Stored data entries

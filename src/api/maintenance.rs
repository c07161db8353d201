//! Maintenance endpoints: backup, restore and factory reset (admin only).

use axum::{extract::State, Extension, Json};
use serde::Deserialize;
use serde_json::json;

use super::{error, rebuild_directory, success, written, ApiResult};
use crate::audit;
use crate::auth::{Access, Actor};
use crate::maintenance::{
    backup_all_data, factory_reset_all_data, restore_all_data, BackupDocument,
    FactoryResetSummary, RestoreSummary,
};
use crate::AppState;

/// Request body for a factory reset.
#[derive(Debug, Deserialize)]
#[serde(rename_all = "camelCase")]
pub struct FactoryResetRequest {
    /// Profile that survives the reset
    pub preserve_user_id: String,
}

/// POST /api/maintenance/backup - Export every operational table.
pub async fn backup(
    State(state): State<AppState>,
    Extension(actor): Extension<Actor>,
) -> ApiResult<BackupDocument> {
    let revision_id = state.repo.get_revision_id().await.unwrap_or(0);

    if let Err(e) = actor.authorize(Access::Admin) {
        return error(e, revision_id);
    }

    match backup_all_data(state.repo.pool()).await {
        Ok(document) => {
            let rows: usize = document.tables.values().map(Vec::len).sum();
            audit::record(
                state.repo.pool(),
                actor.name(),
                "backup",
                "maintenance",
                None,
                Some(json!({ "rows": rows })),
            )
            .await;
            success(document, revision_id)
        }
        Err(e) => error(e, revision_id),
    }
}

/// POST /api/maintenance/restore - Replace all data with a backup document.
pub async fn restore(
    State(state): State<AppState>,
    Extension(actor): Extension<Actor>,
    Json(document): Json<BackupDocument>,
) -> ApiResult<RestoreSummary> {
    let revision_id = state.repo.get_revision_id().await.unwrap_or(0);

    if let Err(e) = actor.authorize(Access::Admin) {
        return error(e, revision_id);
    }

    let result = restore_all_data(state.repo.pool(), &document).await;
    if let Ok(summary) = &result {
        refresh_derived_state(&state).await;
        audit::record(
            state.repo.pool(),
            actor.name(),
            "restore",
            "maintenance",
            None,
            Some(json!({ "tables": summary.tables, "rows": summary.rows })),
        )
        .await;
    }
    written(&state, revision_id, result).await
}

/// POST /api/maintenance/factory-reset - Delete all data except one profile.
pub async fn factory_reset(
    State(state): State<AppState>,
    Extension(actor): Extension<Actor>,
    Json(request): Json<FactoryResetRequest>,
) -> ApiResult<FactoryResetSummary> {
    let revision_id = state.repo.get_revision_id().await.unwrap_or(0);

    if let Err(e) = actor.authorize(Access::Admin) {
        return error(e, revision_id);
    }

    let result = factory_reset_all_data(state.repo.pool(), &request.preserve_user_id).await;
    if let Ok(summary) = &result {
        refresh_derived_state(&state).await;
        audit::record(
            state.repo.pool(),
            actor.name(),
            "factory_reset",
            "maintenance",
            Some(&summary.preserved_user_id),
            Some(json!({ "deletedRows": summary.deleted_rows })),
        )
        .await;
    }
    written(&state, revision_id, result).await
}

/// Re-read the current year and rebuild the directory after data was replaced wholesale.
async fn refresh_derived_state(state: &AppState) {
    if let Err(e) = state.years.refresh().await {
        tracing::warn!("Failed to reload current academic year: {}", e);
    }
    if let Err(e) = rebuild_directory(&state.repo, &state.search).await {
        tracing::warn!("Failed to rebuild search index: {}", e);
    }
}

---

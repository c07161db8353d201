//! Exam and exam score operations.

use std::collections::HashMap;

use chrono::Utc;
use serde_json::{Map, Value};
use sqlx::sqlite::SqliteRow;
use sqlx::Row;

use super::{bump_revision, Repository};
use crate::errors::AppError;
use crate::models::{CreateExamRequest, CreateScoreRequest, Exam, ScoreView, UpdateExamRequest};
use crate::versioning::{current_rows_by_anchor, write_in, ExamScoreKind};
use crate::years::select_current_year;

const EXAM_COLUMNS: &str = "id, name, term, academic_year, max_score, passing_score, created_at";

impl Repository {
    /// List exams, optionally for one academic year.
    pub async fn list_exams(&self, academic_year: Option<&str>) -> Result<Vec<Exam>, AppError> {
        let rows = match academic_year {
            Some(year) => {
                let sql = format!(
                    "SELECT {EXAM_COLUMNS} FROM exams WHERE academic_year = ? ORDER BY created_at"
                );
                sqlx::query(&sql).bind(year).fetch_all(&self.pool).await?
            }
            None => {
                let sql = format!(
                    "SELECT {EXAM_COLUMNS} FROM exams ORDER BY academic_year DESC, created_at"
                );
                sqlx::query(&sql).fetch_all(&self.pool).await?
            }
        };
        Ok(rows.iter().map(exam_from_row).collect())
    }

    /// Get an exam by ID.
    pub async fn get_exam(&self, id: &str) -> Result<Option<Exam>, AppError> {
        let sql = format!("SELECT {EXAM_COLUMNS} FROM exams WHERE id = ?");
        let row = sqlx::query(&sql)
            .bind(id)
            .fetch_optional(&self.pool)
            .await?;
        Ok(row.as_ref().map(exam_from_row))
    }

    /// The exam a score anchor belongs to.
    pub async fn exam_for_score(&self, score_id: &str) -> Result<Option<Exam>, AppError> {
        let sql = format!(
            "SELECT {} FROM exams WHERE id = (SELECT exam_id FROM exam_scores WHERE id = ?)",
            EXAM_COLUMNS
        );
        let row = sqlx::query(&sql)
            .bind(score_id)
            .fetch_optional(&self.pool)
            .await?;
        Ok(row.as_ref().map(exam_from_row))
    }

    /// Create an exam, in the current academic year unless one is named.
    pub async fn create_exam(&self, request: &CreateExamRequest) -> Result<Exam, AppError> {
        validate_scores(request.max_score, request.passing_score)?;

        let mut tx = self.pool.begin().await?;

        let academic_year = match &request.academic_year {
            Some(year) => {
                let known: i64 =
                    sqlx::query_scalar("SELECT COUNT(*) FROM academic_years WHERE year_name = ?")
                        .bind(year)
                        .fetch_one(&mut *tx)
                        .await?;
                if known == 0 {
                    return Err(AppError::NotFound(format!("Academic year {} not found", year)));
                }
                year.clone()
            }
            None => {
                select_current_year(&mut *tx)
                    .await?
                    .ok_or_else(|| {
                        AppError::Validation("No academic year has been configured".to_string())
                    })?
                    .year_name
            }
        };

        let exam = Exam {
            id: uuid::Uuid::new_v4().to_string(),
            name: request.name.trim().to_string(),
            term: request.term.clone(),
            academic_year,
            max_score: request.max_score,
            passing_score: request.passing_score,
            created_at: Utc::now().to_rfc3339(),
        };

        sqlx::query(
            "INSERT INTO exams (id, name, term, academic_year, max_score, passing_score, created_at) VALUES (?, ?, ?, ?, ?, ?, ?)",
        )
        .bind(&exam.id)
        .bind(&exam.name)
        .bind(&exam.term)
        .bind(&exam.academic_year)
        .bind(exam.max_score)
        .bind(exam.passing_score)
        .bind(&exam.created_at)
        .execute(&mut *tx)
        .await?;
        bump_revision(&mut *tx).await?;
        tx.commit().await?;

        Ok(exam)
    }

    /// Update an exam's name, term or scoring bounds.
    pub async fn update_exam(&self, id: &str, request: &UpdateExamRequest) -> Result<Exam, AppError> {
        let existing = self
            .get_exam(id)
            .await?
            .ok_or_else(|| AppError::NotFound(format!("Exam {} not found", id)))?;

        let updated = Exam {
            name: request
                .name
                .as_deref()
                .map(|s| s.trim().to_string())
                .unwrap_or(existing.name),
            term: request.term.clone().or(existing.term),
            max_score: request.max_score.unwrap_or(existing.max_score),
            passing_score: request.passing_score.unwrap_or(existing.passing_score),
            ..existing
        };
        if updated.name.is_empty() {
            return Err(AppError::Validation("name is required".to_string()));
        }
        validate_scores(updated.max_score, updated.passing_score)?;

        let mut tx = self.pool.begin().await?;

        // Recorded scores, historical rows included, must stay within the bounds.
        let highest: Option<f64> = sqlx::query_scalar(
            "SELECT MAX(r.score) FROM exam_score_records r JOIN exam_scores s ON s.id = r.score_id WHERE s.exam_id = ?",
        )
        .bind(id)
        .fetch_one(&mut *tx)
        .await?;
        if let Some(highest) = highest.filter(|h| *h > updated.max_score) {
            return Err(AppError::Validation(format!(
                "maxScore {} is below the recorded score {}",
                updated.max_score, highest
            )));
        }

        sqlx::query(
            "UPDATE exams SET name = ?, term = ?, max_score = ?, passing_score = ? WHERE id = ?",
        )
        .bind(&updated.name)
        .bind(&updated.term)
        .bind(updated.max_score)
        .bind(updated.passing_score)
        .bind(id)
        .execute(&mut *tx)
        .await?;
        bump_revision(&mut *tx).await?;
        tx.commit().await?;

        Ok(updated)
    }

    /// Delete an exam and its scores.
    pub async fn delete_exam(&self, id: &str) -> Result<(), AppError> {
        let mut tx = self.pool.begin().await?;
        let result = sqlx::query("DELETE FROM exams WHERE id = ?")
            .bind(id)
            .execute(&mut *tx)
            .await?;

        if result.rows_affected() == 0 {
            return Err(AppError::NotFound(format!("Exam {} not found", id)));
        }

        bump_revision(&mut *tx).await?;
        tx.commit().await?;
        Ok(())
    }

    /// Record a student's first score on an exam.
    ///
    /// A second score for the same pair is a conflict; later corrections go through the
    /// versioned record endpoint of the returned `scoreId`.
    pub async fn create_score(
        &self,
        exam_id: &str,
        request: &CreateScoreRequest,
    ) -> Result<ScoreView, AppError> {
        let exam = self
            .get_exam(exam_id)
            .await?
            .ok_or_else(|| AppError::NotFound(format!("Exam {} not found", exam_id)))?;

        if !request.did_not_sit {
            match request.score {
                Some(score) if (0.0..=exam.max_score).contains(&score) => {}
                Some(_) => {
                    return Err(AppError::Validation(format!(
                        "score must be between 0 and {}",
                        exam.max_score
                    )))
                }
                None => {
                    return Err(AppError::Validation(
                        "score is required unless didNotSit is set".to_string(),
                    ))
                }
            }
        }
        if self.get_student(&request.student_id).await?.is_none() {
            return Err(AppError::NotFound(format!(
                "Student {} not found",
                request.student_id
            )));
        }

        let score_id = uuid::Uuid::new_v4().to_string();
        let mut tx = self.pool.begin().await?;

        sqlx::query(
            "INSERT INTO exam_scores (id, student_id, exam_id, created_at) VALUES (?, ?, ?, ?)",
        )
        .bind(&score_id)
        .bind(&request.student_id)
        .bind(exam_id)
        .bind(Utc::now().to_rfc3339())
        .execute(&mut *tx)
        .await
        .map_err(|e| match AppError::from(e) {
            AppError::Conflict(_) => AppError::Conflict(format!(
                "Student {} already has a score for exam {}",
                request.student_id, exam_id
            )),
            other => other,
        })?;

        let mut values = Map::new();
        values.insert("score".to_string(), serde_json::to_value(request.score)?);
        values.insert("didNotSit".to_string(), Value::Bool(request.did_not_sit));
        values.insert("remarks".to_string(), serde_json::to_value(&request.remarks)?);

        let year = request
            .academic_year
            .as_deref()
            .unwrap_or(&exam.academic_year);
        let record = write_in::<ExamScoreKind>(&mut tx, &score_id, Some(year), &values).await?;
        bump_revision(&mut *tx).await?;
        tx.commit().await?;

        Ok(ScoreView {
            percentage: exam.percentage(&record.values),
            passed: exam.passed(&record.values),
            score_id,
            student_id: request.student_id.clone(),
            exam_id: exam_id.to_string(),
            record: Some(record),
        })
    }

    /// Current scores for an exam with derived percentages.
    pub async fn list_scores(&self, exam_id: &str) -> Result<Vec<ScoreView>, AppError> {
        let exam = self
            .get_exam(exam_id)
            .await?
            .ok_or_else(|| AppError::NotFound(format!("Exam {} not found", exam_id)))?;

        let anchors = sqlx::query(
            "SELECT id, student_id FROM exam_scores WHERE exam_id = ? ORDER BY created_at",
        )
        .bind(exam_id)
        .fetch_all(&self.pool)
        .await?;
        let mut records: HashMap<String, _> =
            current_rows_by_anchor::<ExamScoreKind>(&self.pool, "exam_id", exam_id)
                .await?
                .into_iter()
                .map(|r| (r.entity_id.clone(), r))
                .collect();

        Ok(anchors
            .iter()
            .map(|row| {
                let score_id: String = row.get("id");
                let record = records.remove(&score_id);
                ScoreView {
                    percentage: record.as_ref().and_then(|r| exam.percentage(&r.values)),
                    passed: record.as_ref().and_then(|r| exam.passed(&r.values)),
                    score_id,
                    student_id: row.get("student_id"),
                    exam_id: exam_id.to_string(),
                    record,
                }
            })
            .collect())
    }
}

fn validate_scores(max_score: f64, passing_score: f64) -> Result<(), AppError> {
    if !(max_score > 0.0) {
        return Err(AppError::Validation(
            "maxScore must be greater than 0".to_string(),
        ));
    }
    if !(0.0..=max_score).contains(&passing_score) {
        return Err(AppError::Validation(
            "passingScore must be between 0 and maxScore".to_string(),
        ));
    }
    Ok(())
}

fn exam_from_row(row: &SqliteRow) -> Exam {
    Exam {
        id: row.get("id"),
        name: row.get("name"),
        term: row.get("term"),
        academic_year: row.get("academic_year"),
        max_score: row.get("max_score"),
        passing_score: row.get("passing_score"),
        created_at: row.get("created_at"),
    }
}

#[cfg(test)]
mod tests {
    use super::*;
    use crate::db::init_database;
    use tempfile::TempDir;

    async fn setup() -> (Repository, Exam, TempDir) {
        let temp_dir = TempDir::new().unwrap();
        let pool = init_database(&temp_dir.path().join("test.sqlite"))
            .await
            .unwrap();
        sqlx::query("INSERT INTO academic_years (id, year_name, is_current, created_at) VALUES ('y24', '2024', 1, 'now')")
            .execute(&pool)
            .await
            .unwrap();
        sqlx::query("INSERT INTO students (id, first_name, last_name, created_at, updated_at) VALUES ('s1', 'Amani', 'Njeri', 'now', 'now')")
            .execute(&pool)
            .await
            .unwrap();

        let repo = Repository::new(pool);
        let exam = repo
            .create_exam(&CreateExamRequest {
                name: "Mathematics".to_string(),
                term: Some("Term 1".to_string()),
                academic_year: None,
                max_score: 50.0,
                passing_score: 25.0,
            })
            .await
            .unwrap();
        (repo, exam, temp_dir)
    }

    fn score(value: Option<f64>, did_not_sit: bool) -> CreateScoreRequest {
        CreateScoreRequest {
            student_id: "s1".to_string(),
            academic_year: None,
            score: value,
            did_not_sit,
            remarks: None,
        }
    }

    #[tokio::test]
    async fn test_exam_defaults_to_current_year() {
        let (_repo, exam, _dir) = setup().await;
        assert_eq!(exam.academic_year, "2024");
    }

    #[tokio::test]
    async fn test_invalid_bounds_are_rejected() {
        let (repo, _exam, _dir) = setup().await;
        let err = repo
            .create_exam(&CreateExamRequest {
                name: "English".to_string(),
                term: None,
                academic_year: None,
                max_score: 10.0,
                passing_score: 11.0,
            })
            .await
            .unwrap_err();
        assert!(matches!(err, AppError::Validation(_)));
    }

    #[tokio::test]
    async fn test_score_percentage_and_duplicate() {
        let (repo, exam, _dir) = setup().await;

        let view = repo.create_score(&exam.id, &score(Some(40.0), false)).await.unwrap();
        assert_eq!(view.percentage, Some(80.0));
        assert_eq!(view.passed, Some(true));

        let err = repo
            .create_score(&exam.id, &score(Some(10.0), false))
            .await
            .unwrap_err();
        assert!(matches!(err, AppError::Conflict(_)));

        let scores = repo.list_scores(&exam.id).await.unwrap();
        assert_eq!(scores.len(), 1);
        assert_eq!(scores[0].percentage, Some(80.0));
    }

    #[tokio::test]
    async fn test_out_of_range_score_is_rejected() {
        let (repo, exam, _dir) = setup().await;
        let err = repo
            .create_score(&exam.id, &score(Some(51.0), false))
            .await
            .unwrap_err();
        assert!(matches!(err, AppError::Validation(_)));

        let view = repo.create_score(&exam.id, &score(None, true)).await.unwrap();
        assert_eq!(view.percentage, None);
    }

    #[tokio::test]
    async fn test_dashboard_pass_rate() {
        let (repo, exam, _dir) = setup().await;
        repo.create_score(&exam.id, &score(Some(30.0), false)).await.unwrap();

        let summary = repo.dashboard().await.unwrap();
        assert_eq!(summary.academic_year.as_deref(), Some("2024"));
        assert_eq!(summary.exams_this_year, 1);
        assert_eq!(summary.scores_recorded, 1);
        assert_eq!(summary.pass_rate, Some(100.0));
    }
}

==

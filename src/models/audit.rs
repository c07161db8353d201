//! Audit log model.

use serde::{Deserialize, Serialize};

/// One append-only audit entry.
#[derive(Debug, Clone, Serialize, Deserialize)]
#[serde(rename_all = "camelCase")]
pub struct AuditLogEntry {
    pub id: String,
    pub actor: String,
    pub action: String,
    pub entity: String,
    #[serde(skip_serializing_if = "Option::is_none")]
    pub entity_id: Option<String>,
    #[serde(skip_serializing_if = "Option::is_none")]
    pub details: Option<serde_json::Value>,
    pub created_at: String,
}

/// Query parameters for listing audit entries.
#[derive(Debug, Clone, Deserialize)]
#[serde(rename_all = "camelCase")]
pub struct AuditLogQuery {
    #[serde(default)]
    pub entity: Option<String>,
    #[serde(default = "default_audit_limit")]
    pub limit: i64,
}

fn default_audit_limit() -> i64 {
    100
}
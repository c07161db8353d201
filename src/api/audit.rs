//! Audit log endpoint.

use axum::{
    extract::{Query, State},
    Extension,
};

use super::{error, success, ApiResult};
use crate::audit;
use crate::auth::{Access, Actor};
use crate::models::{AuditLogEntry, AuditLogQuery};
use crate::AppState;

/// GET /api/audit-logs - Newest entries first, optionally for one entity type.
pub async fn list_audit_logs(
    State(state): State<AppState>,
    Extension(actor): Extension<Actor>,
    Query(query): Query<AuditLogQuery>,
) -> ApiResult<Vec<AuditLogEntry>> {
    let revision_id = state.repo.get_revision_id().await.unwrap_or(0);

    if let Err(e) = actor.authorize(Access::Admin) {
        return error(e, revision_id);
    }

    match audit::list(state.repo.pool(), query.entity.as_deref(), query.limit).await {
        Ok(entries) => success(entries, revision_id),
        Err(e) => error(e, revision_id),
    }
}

▶ **Task prompt**: Working through the records above, copy each line in which "warn" is found.

▶ **Exercise solution**:
        tracing::warn!("Failed to reload current academic year: {}", e);
        tracing::warn!("Failed to rebuild search index: {}", e);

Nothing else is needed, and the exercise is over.